● EXERCISE DESCRIPTION
Please give the data again exactly, with no line dropped.

=== Begin Enclosure ===

// src/error.rs

//! Error types for monitoring sessions.
//!
//! [`MonitorError`] is returned by every [`Session`](crate::session::Session) operation.
//! Backends report failures through [`BackendError`], which the session wraps into the
//! variant that matches the operation that failed.

use crate::request::{RequestId, RequestKind, RequestState};
use std::path::PathBuf;
use thiserror::Error;

/// Convenience alias used throughout the crate.
pub type Result<T, E = MonitorError> = std::result::Result<T, E>;

/// Errors surfaced to the caller of a session or event loop operation.
///
/// # Error Recovery Strategy
///
/// - [`MonitorError::Connection`]: fatal to the session, not the process.
/// - [`MonitorError::Subscribe`]: caller decides whether to retry or skip the path.
/// - [`MonitorError::UnsupportedOperation`]: recoverable, fall back to cancel + resubscribe.
/// - [`MonitorError::UnknownRequest`], [`MonitorError::InvalidTransition`] and
///   [`MonitorError::NoEventAvailable`]: caller programming errors.
/// - [`MonitorError::Backend`]: the control call failed, local state is unchanged.
#[derive(Debug, Error)]
pub enum MonitorError {
    #[error(transparent)]
    Connection(#[from] ConnectionError),

    #[error(transparent)]
    Subscribe(#[from] SubscribeError),

    #[error("unknown monitor request {id}")]
    UnknownRequest { id: RequestId },

    #[error("cannot {operation} request {id}: request is {state}")]
    InvalidTransition {
        id: RequestId,
        operation: Operation,
        state: RequestState,
    },

    #[error("{operation} is not supported by the {backend} backend")]
    UnsupportedOperation {
        operation: Operation,
        backend: &'static str,
    },

    #[error("no event available; check pending() before calling next_event()")]
    NoEventAvailable,

    #[error("backend failed to {operation} request {id}: {source}")]
    Backend {
        id: RequestId,
        operation: Operation,
        #[source]
        source: BackendError,
    },
}

impl MonitorError {
    /// Returns `true` if the session stays usable and the caller can branch on the error.
    #[must_use]
    pub const fn is_recoverable(&self) -> bool {
        matches!(
            self,
            Self::UnsupportedOperation { .. } | Self::Subscribe(_) | Self::Backend { .. }
        )
    }

    /// Returns `true` if the error stems from misuse of the API rather than the backend.
    #[must_use]
    pub const fn is_caller_error(&self) -> bool {
        matches!(
            self,
            Self::UnknownRequest { .. } | Self::InvalidTransition { .. } | Self::NoEventAvailable
        )
    }

    /// Returns the request identifier associated with this error, if any.
    #[must_use]
    pub const fn request(&self) -> Option<RequestId> {
        match self {
            Self::UnknownRequest { id }
            | Self::InvalidTransition { id, .. }
            | Self::Backend { id, .. } => Some(*id),
            Self::Connection(_)
            | Self::Subscribe(_)
            | Self::UnsupportedOperation { .. }
            | Self::NoEventAvailable => None,
        }
    }
}

/// The backend session could not be used.
#[derive(Debug, Error)]
pub enum ConnectionError {
    #[error("couldn't open monitor connection for '{identity}': {source}")]
    Open {
        identity: String,
        #[source]
        source: BackendError,
    },

    #[error("monitor connection is closed")]
    Closed,

    #[error("monitor connection lost: {0}")]
    Lost(#[source] BackendError),
}

/// A subscription was rejected.
#[derive(Debug, Error)]
pub enum SubscribeError {
    #[error("couldn't monitor {kind} \"{}\": path does not exist", path.display())]
    NotFound { kind: RequestKind, path: PathBuf },

    #[error("couldn't monitor {kind} \"{}\": path is not a {kind}", path.display())]
    WrongType { kind: RequestKind, path: PathBuf },

    #[error("couldn't monitor {kind} \"{}\": already monitored by request {existing}", path.display())]
    Duplicate {
        kind: RequestKind,
        path: PathBuf,
        existing: RequestId,
    },

    #[error("couldn't monitor {kind} \"{}\": {source}", path.display())]
    Refused {
        kind: RequestKind,
        path: PathBuf,
        #[source]
        source: BackendError,
    },
}

impl SubscribeError {
    /// Returns the path the failed subscription named.
    #[must_use]
    pub fn path(&self) -> &std::path::Path {
        match self {
            Self::NotFound { path, .. }
            | Self::WrongType { path, .. }
            | Self::Duplicate { path, .. }
            | Self::Refused { path, .. } => path,
        }
    }
}

/// Failures reported by a [`Backend`](crate::backend::Backend) implementation.
#[derive(Debug, Error)]
pub enum BackendError {
    #[error("operation not supported: {0}")]
    Unsupported(Operation),

    #[error("unknown backend request {0}")]
    UnknownRequest(u64),

    #[error("request refused: {0}")]
    Refused(String),

    #[error("backend disconnected")]
    Disconnected,

    #[error("notify watcher error: {0}")]
    Notify(#[from] notify::Error),

    #[error("I/O error: {0}")]
    Io(#[from] std::io::Error),
}

/// The request-level operations, used to label errors.
#[derive(Debug, Clone, Copy, PartialEq, Eq)]
pub enum Operation {
    Subscribe,
    Suspend,
    Resume,
    Cancel,
}

impl std::fmt::Display for Operation {
    fn fmt(&self, f: &mut std::fmt::Formatter<'_>) -> std::fmt::Result {
        f.write_str(match self {
            Self::Subscribe => "subscribe",
            Self::Suspend => "suspend",
            Self::Resume => "resume",
            Self::Cancel => "cancel",
        })
    }
}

=== End Enclosure ===

● REPLY TO THE TASK
// src/error.rs

//! Error types for monitoring sessions.
//!
//! [`MonitorError`] is returned by every [`Session`](crate::session::Session) operation.
//! Backends report failures through [`BackendError`], which the session wraps into the
//! variant that matches the operation that failed.

use crate::request::{RequestId, RequestKind, RequestState};
use std::path::PathBuf;
use thiserror::Error;

/// Convenience alias used throughout the crate.
pub type Result<T, E = MonitorError> = std::result::Result<T, E>;

/// Errors surfaced to the caller of a session or event loop operation.
///
/// # Error Recovery Strategy
///
/// - [`MonitorError::Connection`]: fatal to the session, not the process.
/// - [`MonitorError::Subscribe`]: caller decides whether to retry or skip the path.
/// - [`MonitorError::UnsupportedOperation`]: recoverable, fall back to cancel + resubscribe.
/// - [`MonitorError::UnknownRequest`], [`MonitorError::InvalidTransition`] and
///   [`MonitorError::NoEventAvailable`]: caller programming errors.
/// - [`MonitorError::Backend`]: the control call failed, local state is unchanged.
#[derive(Debug, Error)]
pub enum MonitorError {
    #[error(transparent)]
    Connection(#[from] ConnectionError),

    #[error(transparent)]
    Subscribe(#[from] SubscribeError),

    #[error("unknown monitor request {id}")]
    UnknownRequest { id: RequestId },

    #[error("cannot {operation} request {id}: request is {state}")]
    InvalidTransition {
        id: RequestId,
        operation: Operation,
        state: RequestState,
    },

    #[error("{operation} is not supported by the {backend} backend")]
    UnsupportedOperation {
        operation: Operation,
        backend: &'static str,
    },

    #[error("no event available; check pending() before calling next_event()")]
    NoEventAvailable,

    #[error("backend failed to {operation} request {id}: {source}")]
    Backend {
        id: RequestId,
        operation: Operation,
        #[source]
        source: BackendError,
    },
}

impl MonitorError {
    /// Returns `true` if the session stays usable and the caller can branch on the error.
    #[must_use]
    pub const fn is_recoverable(&self) -> bool {
        matches!(
            self,
            Self::UnsupportedOperation { .. } | Self::Subscribe(_) | Self::Backend { .. }
        )
    }

    /// Returns `true` if the error stems from misuse of the API rather than the backend.
    #[must_use]
    pub const fn is_caller_error(&self) -> bool {
        matches!(
            self,
            Self::UnknownRequest { .. } | Self::InvalidTransition { .. } | Self::NoEventAvailable
        )
    }

    /// Returns the request identifier associated with this error, if any.
    #[must_use]
    pub const fn request(&self) -> Option<RequestId> {
        match self {
            Self::UnknownRequest { id }
            | Self::InvalidTransition { id, .. }
            | Self::Backend { id, .. } => Some(*id),
            Self::Connection(_)
            | Self::Subscribe(_)
            | Self::UnsupportedOperation { .. }
            | Self::NoEventAvailable => None,
        }
    }
}

/// The backend session could not be used.
#[derive(Debug, Error)]
pub enum ConnectionError {
    #[error("couldn't open monitor connection for '{identity}': {source}")]
    Open {
        identity: String,
        #[source]
        source: BackendError,
    },

    #[error("monitor connection is closed")]
    Closed,

    #[error("monitor connection lost: {0}")]
    Lost(#[source] BackendError),
}

/// A subscription was rejected.
#[derive(Debug, Error)]
pub enum SubscribeError {
    #[error("couldn't monitor {kind} \"{}\": path does not exist", path.display())]
    NotFound { kind: RequestKind, path: PathBuf },

    #[error("couldn't monitor {kind} \"{}\": path is not a {kind}", path.display())]
    WrongType { kind: RequestKind, path: PathBuf },

    #[error("couldn't monitor {kind} \"{}\": already monitored by request {existing}", path.display())]
    Duplicate {
        kind: RequestKind,
        path: PathBuf,
        existing: RequestId,
    },

    #[error("couldn't monitor {kind} \"{}\": {source}", path.display())]
    Refused {
        kind: RequestKind,
        path: PathBuf,
        #[source]
        source: BackendError,
    },
}

impl SubscribeError {
    /// Returns the path the failed subscription named.
    #[must_use]
    pub fn path(&self) -> &std::path::Path {
        match self {
            Self::NotFound { path, .. }
            | Self::WrongType { path, .. }
            | Self::Duplicate { path, .. }
            | Self::Refused { path, .. } => path,
        }
    }
}

/// Failures reported by a [`Backend`](crate::backend::Backend) implementation.
#[derive(Debug, Error)]
pub enum BackendError {
    #[error("operation not supported: {0}")]
    Unsupported(Operation),

    #[error("unknown backend request {0}")]
    UnknownRequest(u64),

    #[error("request refused: {0}")]
    Refused(String),

    #[error("backend disconnected")]
    Disconnected,

    #[error("notify watcher error: {0}")]
    Notify(#[from] notify::Error),

    #[error("I/O error: {0}")]
    Io(#[from] std::io::Error),
}

/// The request-level operations, used to label errors.
#[derive(Debug, Clone, Copy, PartialEq, Eq)]
pub enum Operation {
    Subscribe,
    Suspend,
    Resume,
    Cancel,
}

impl std::fmt::Display for Operation {
    fn fmt(&self, f: &mut std::fmt::Formatter<'_>) -> std::fmt::Result {
        f.write_str(match self {
            Self::Subscribe => "subscribe",
            Self::Suspend => "suspend",
            Self::Resume => "resume",
            Self::Cancel => "cancel",
        })
    }
}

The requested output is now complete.